Being an accounting of the recent and continuing pandemic and its various circumstances, from the perspective of an inhabitant of the regions lately called the Lost Quarter. Dates unknown.
Day Twenty One
It is a day for a drink, as many days are now. We have passed a milestone of sorts, three weeks in quarantine in the Lost Quarter. Those weeks have seemed both unending and have passed in a sort of blur, each day bleeding into the next so that it has just been one long day marching every closer to the darkest night.
There are few pleasures left to us and a drink is surely one. These small indulgences are necessary at the best of times, now they are practically essential. One has to allow oneself the luxury of these moments, however small they might be. What else are our lives for in the end, if not to find joy where we can?
I am strongly of the opinion that there are few occasions that don’t call for a beer. Wine, leaves me cold. It all tastes much the same to me, one bottle or another. The range of flavor is very narrow, though fine enough if needs be. Beer, on the other hand, has so many varieties, each having its time and place. There are beers for summer, winter, harvest and planting. In these last interminable days of winter I find myself still drawn to the porters and stouts, the English ales and perhaps a heavy sour if I am longing for a suggestion of summer’s promise.

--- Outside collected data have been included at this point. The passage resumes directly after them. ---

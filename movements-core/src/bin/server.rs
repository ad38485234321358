//! Movements ledger server binary

use anyhow::Context;
use movements_core::{Config, LedgerStore, MovementLedger};
use prometheus::{Encoder, TextEncoder};
use std::sync::Arc;

#[tokio::main]
async fn main() -> anyhow::Result<()> {
    // Initialize tracing
    tracing_subscriber::fmt()
        .with_env_filter(
            tracing_subscriber::EnvFilter::from_default_env()
                .add_directive(tracing::Level::INFO.into()),
        )
        .init();

    tracing::info!("Starting movements ledger server");

    // Load configuration
    let config = match std::env::var("MOVEMENTS_CONFIG") {
        Ok(path) => Config::from_file(&path).with_context(|| format!("loading {}", path))?,
        Err(_) => Config::from_env().context("loading configuration from environment")?,
    };

    #[cfg(feature = "rocksdb")]
    let store = Arc::new(
        movements_core::storage::RocksStore::open(&config.storage)
            .context("opening RocksDB store")?,
    );
    #[cfg(not(feature = "rocksdb"))]
    let store = {
        tracing::warn!("Built without the rocksdb feature, movements are kept in memory");
        Arc::new(movements_core::InMemoryStore::new())
    };

    serve(config, store).await
}

async fn serve<S: LedgerStore>(config: Config, store: Arc<S>) -> anyhow::Result<()> {
    let ledger = MovementLedger::open(config, store).await?;

    let report = ledger.recover_transfers().await?;
    if !report.inconsistent.is_empty() {
        tracing::error!(
            transfers = ?report.inconsistent,
            "Transfers still need reconciliation"
        );
    }

    tokio::signal::ctrl_c().await?;

    let mut buffer = Vec::new();
    TextEncoder::new().encode(&ledger.metrics().registry().gather(), &mut buffer)?;
    tracing::info!(metrics = %String::from_utf8_lossy(&buffer), "Final metrics");

    tracing::info!("Shutting down movements ledger server");
    ledger.shutdown().await?;
    Ok(())
}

On those days, like today, when a beer doesn’t satisfy, I turn to the harder liquors. Generally I prefer darker spirits, left to their own devices. But in these unsettling days I have found myself returning to a cocktail of old. It was commonly drank amongst my people in the Lost Quarter, though it seems rarely spoken of now. An old favourite I always come back to.
The rusty nail. A sweet honey liquor contrasting with the hard bitterness of the whiskey. I sip one and lean back in my chair with my eyes closed thinking of all that has happened in the Lost Quarter, but not of what awaits us. Those are thoughts for another day.